I don’t know about you, but, whenever I hear someone talking about multi-grain bread, I think of the Dead Duck scene in the movie About a Boy. Young Marcus (the boy) has been given a home made multigrain loaf so dense and stale that he gives up trying to tare it up in order to feed the birds, that he heaves the whole loaf into the pond, accidentally killing a duck. Whether this resonates with you or not, we’ve all encountered those leaden offerings so dry and gritty that even a thick slathering with butter can’t lubricate it enough to swallow.
While still being a lean dough, this bread is predominantly made from bread flour with the additions of a multigrain soaker and a proportion of whole wheat flour. Unlike many loaves of its ilk, it is a pleasure to eat toasted or in the right sandwich.
Whether your mixing by hand or by machine, it will take additional time to develop a good gluten structure in the dough.
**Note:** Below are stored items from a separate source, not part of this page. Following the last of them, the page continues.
//! Type registry model.
//!
//! The registry is the sole owner of type definitions. Every other entity
//! refers to types by [`TypeName`] and looks them up here. Registries are
//! built by the descriptor parser (an adapter) and merged into a project
//! view as typekits get imported.

use std::collections::{BTreeMap, BTreeSet};

use crate::domain::{error::DomainError, value_objects::TypeName};

/// Representation of a numeric type.
#[derive(Debug, Clone, Copy, PartialEq, Eq, Hash)]
pub enum NumericCategory {
    Signed,
    Unsigned,
    Float,
}

/// A field of a compound type.
#[derive(Debug, Clone, PartialEq, Eq)]
pub struct Field {
    pub name: String,
    pub type_name: TypeName,
}

/// Structural kind of a registered type.
#[derive(Debug, Clone, PartialEq, Eq)]
pub enum TypeCategory {
    Numeric { category: NumericCategory, size: u8 },
    /// `void` and other value-less types.
    Null,
    Array { element: TypeName, length: usize },
    Compound { fields: Vec<Field> },
    Enum { symbols: Vec<(String, i64)> },
    Container { kind: String, element: TypeName },
    Alias { target: TypeName },
    /// Not introspectable; needs a marshalling type at interface boundaries.
    Opaque,
}

/// A type definition owned by a [`TypeRegistry`].
#[derive(Debug, Clone, PartialEq, Eq)]
pub struct TypeDef {
    name: TypeName,
    category: TypeCategory,
}

impl TypeDef {
    pub fn new(name: TypeName, category: TypeCategory) -> Self {
        Self { name, category }
    }

    pub fn numeric(name: &str, category: NumericCategory, size: u8) -> Self {
        Self::new(TypeName::new(name), TypeCategory::Numeric { category, size })
    }

    pub fn compound(name: &str, fields: &[(&str, &str)]) -> Self {
        let fields = fields
            .iter()
            .map(|(n, t)| Field {
                name: (*n).to_string(),
                type_name: TypeName::new(t),
            })
            .collect();
        Self::new(TypeName::new(name), TypeCategory::Compound { fields })
    }

    pub fn opaque(name: &str) -> Self {
        Self::new(TypeName::new(name), TypeCategory::Opaque)
    }

    pub fn name(&self) -> &TypeName {
        &self.name
    }

    pub fn category(&self) -> &TypeCategory {
        &self.category
    }

    pub fn cxx_name(&self) -> String {
        self.name.cxx_name()
    }

    pub fn is_numeric(&self) -> bool {
        matches!(self.category, TypeCategory::Numeric { .. })
    }

    pub fn is_null(&self) -> bool {
        matches!(self.category, TypeCategory::Null)
    }

    pub fn is_array(&self) -> bool {
        matches!(self.category, TypeCategory::Array { .. })
    }

    pub fn is_opaque(&self) -> bool {
        matches!(self.category, TypeCategory::Opaque)
    }

    /// Types this definition refers to directly.
    pub fn dependencies(&self) -> Vec<&TypeName> {
        match &self.category {
            TypeCategory::Array { element, .. } | TypeCategory::Container { element, .. } => {
                vec![element]
            }
            TypeCategory::Compound { fields } => fields.iter().map(|f| &f.type_name).collect(),
            TypeCategory::Alias { target } => vec![target],
            _ => Vec::new(),
        }
    }
}

/// Name-indexed set of type definitions.
#[derive(Debug, Clone, Default, PartialEq)]
pub struct TypeRegistry {
    types: BTreeMap<TypeName, TypeDef>,
}

/// Native C++ types every registry knows about.
const STANDARD_NUMERICS: &[(&str, NumericCategory, u8)] = &[
    ("/bool", NumericCategory::Unsigned, 1),
    ("/char", NumericCategory::Signed, 1),
    ("/int8_t", NumericCategory::Signed, 1),
    ("/uint8_t", NumericCategory::Unsigned, 1),
    ("/int16_t", NumericCategory::Signed, 2),
    ("/uint16_t", NumericCategory::Unsigned, 2),
    ("/int32_t", NumericCategory::Signed, 4),
    ("/uint32_t", NumericCategory::Unsigned, 4),
    ("/int64_t", NumericCategory::Signed, 8),
    ("/uint64_t", NumericCategory::Unsigned, 8),
    ("/float", NumericCategory::Float, 4),
    ("/double", NumericCategory::Float, 8),
];

impl TypeRegistry {
    pub fn new() -> Self {
        Self::default()
    }

    /// A registry preloaded with the standard C++ types.
    pub fn with_standard_types() -> Self {
        let mut registry = Self::new();
        registry.add_standard_types();
        registry
    }

    /// Register the native numeric types, `void` and `std::string`.
    pub fn add_standard_types(&mut self) {
        for (name, category, size) in STANDARD_NUMERICS {
            self.types
                .entry(TypeName::new(name))
                .or_insert_with(|| TypeDef::numeric(name, *category, *size));
        }
        self.types
            .entry(TypeName::new("/void"))
            .or_insert_with(|| TypeDef::new(TypeName::new("/void"), TypeCategory::Null));
        self.types.entry(TypeName::new("/std/string")).or_insert_with(|| {
            TypeDef::new(
                TypeName::new("/std/string"),
                TypeCategory::Container {
                    kind: "/std/string".into(),
                    element: TypeName::new("/char"),
                },
            )
        });
    }

    /// Add a definition. Re-adding an identical definition is a no-op.
    pub fn add(&mut self, def: TypeDef) -> Result<(), DomainError> {
        match self.types.get(def.name()) {
            Some(existing) if existing != &def => Err(DomainError::ConflictingTypeDefinition {
                name: def.name().to_string(),
            }),
            Some(_) => Ok(()),
            None => {
                self.types.insert(def.name().clone(), def);
                Ok(())
            }
        }
    }

    /// Look a type up by name.
    pub fn get(&self, name: &TypeName) -> Result<&TypeDef, DomainError> {
        self.types.get(name).ok_or_else(|| DomainError::TypeNotFound {
            name: name.to_string(),
        })
    }

    pub fn contains(&self, name: &TypeName) -> bool {
        self.types.contains_key(name)
    }

    /// Merge every definition of `other` into this registry.
    ///
    /// Fails without modifying `self` if a definition conflicts.
    pub fn merge(&mut self, other: &TypeRegistry) -> Result<(), DomainError> {
        for def in other.iter() {
            if let Some(existing) = self.types.get(def.name()) {
                if existing != def {
                    return Err(DomainError::ConflictingTypeDefinition {
                        name: def.name().to_string(),
                    });
                }
            }
        }
        for def in other.iter() {
            self.types
                .entry(def.name().clone())
                .or_insert_with(|| def.clone());
        }
        Ok(())
    }

    /// The subset of this registry needed to define `name`.
    pub fn minimal(&self, name: &TypeName) -> Result<TypeRegistry, DomainError> {
        let mut result = TypeRegistry::new();
        let mut pending = vec![name.clone()];
        while let Some(current) = pending.pop() {
            if result.contains(&current) {
                continue;
            }
            let def = self.get(&current)?;
            pending.extend(def.dependencies().into_iter().cloned());
            result.types.insert(current, def.clone());
        }
        Ok(result)
    }

    /// True if `name` is opaque or (transitively) contains an opaque type.
    pub fn contains_opaques(&self, name: &TypeName) -> bool {
        self.opaques_in(name).next().is_some()
    }

    /// Every opaque type reachable from `name`, including `name` itself.
    pub fn opaques_in(&self, name: &TypeName) -> impl Iterator<Item = TypeName> {
        let mut seen = BTreeSet::new();
        let mut found = Vec::new();
        let mut pending = vec![name.clone()];
        while let Some(current) = pending.pop() {
            if !seen.insert(current.clone()) {
                continue;
            }
            if let Ok(def) = self.get(&current) {
                if def.is_opaque() {
                    found.push(current.clone());
                }
                pending.extend(def.dependencies().into_iter().cloned());
            }
        }
        found.into_iter()
    }

    pub fn iter(&self) -> impl Iterator<Item = &TypeDef> {
        self.types.values()
    }

    pub fn names(&self) -> impl Iterator<Item = &TypeName> {
        self.types.keys()
    }

    pub fn len(&self) -> usize {
        self.types.len()
    }

    pub fn is_empty(&self) -> bool {
        self.types.is_empty()
    }
}

#[cfg(test)]
mod tests {
    use super::*;

    fn sample() -> TypeRegistry {
        let mut registry = TypeRegistry::with_standard_types();
        registry
            .add(TypeDef::compound("/base/Time", &[("microseconds", "/int64_t")]))
            .unwrap();
        registry.add(TypeDef::opaque("/base/Matrix")).unwrap();
        registry
            .add(TypeDef::compound(
                "/base/Pose",
                &[("time", "/base/Time"), ("cov", "/base/Matrix")],
            ))
            .unwrap();
        registry
    }

    #[test]
    fn get_reports_missing_types() {
        let registry = sample();
        assert!(registry.get(&TypeName::new("/base/Time")).is_ok());
        assert!(matches!(
            registry.get(&TypeName::new("/base/Nope")),
            Err(DomainError::TypeNotFound { .. })
        ));
    }

    #[test]
    fn add_rejects_conflicting_definitions() {
        let mut registry = sample();
        assert!(registry.add(TypeDef::opaque("/base/Matrix")).is_ok());
        assert!(registry.add(TypeDef::opaque("/base/Time")).is_err());
    }

    #[test]
    fn merge_is_all_or_nothing() {
        let mut registry = sample();
        let mut other = TypeRegistry::new();
        other.add(TypeDef::opaque("/other/Thing")).unwrap();
        other.add(TypeDef::opaque("/base/Time")).unwrap();

        assert!(registry.merge(&other).is_err());
        assert!(!registry.contains(&TypeName::new("/other/Thing")));
    }

    #[test]
    fn minimal_follows_dependencies() {
        let registry = sample();
        let minimal = registry.minimal(&TypeName::new("/base/Pose")).unwrap();
        let names: Vec<_> = minimal.names().map(|n| n.as_str().to_string()).collect();
        assert_eq!(
            names,
            vec!["/base/Matrix", "/base/Pose", "/base/Time", "/int64_t"]
        );
    }

    #[test]
    fn opaques_are_found_through_compounds() {
        let registry = sample();
        assert!(registry.contains_opaques(&TypeName::new("/base/Pose")));
        assert!(!registry.contains_opaques(&TypeName::new("/base/Time")));
        let opaques: Vec<_> = registry.opaques_in(&TypeName::new("/base/Pose")).collect();
        assert_eq!(opaques, vec![TypeName::new("/base/Matrix")]);
    }
}
//! Which typekits and task libraries a task needs to compile.

use std::sync::Arc;

use crate::domain::{ProjectModel, TaskContext, TaskLibrary, Typekit};

/// What a task's generated code depends on.
#[derive(Debug, Clone, Default)]
pub struct TaskDependencies {
    pub typekits: Vec<Arc<Typekit>>,
    pub task_libraries: Vec<Arc<TaskLibrary>>,
}

impl TaskDependencies {
    pub fn typekit_names(&self) -> Vec<&str> {
        self.typekits.iter().map(|tk| tk.name()).collect()
    }

    pub fn task_library_names(&self) -> Vec<&str> {
        self.task_libraries.iter().map(|l| l.name.as_str()).collect()
    }
}

pub struct DependencyResolver;

impl DependencyResolver {
    pub fn resolve(project: &ProjectModel, task: &TaskContext) -> TaskDependencies {
        TaskDependencies {
            typekits: Self::required_typekits(project, task),
            task_libraries: Self::required_task_libraries(project, task),
        }
    }

    /// Typekits exporting at least one type of the task's interface.
    ///
    /// Inherited members, dynamic port templates and operation signatures
    /// all count.
    pub fn required_typekits(project: &ProjectModel, task: &TaskContext) -> Vec<Arc<Typekit>> {
        let types = task.interface_types();
        project
            .typekit()
            .into_iter()
            .chain(project.used_typekits())
            .filter(|tk| types.iter().any(|t| tk.includes(t)))
            .cloned()
            .collect()
    }

    /// Task libraries defining one of the task's ancestors.
    pub fn required_task_libraries(
        project: &ProjectModel,
        task: &TaskContext,
    ) -> Vec<Arc<TaskLibrary>> {
        project
            .used_task_libraries()
            .iter()
            .filter(|lib| lib.self_tasks().iter().any(|t| task.implements(t.name())))
            .cloned()
            .collect()
    }
}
Bran, no matter how finely ground, tends to cut through gluten strands, and the soaked grains compound the issue. It is, absolutely possible, but will require a little more effort than a standard “patent” flour dough. If you haven’t built up much endurance for kneading by hand I recommend making the dough in a stand mixer fitted with a dough hook. It will still take 8 – 10 minutes to sufficiently work to the dough to develop the gluten.
I did not pursue this step in this recipe, but an autolysis stage may help to reduce the kneading time. My recommendation, and what I am planning to attempt the next time I make this recipe, is to mix the final dough roughly, and then allowing it to sit to fully hydrate and begin forming a gluten structure. About 30 minutes should do the trick, before you begin to work the dough.
*A traditional autolyse method would have you withhold the yeast and salt until after the resting and hydration stage. This dough already has a soaker component and a pâte fermentée so both yeast and salt are already present, and the small additional amounts applied before the autolysis stage won’t harm gluten development.